The gage was then pushed into the hole so that the middle of the gage was at center of the connection. A two part strain gage cement (EP-180 A and EP-180 B) was mixed together, then injected into the hole. After 48 hours, the gage was secure and the gage wires could be attached. A tab was glued to the bolt head and the gage wires were then soldered to the tab. Then extra lead wires were also soldered to the tab. These lead wires were then connected to the boards, which were later connected to the Megadac data acquisition system.
3.3.4: Sting Potentiometer
String potentiometers were used to record the deflection data. Two of the string potentiometers were placed at the free end of the truss to record the maximum deflection.
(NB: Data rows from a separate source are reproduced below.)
//! Green Box factory assistant server

use greenbox_server::api;
use greenbox_server::config::AppConfig;
use greenbox_server::core::services::{GenAiActionService, MyChatService};
use greenbox_server::core::session::SessionRegistry;
use greenbox_server::infrastructure::database::DatabaseConnection;
use greenbox_server::infrastructure::gemini::GeminiClient;
use greenbox_server::infrastructure::repositories::DbEquipmentRepository;

use anyhow::anyhow;
use axum::http::{HeaderValue, Method};
use di::{Injectable, ServiceCollection};
use di_axum::RouterServiceProviderExtensions;
use log::info;
use tokio::runtime::{Builder, Runtime};
use tower_http::cors::{Any, CorsLayer};

fn main() -> anyhow::Result<()> {
    // initialize tracing
    tracing_subscriber::fmt::init();

    let runtime: Runtime = Builder::new_multi_thread().enable_all().build()?;
    runtime.block_on(web_server_task())
}

async fn web_server_task() -> anyhow::Result<()> {
    let config = AppConfig::create();

    let pool = DatabaseConnection::open(&config.database_url).await?;
    DatabaseConnection::install(pool);

    let provider = ServiceCollection::new()
        .add(AppConfig::singleton())
        .add(DatabaseConnection::singleton())
        .add(DbEquipmentRepository::scoped())
        .add(GeminiClient::singleton())
        .add(SessionRegistry::singleton())
        .add(GenAiActionService::scoped())
        .add(MyChatService::scoped())
        .build_provider()
        .map_err(|e| anyhow!("invalid service configuration: {e}"))?;

    let app = api::router()
        .layer(
            CorsLayer::new()
                .allow_headers(Any)
                .allow_methods([Method::GET, Method::POST, Method::PUT, Method::DELETE])
                .allow_origin([
                    HeaderValue::from_static("http://localhost:3000"),
                    HeaderValue::from_static("http://localhost:9002"),
                ]),
        )
        .with_provider(provider);

    let listener = tokio::net::TcpListener::bind(&config.bind_address).await?;
    info!("listening on {}", listener.local_addr()?);
    axum::serve(listener, app).await?;
    info!("Shutting down...");

    Ok(())
}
A string potentiometer was also placed at the truss connection between members 197 and
198 and members 179 and 180. Data from the string potentiometers used to compare the experimental deflections to the deflections from the SAP2000 analyses. Each string potentiometers had their own set of calibration data. This calibration data is used to create a conversion equation to convert the recorded data from millivolts to a displacement in inches. The calibration data of the four string potentiometers are shown in Appendix B. With the use of the calibration data the displacement and measured output were graphed. From this graph, a linear equation was determined. This was done for each string potentiometer due to variation for each one.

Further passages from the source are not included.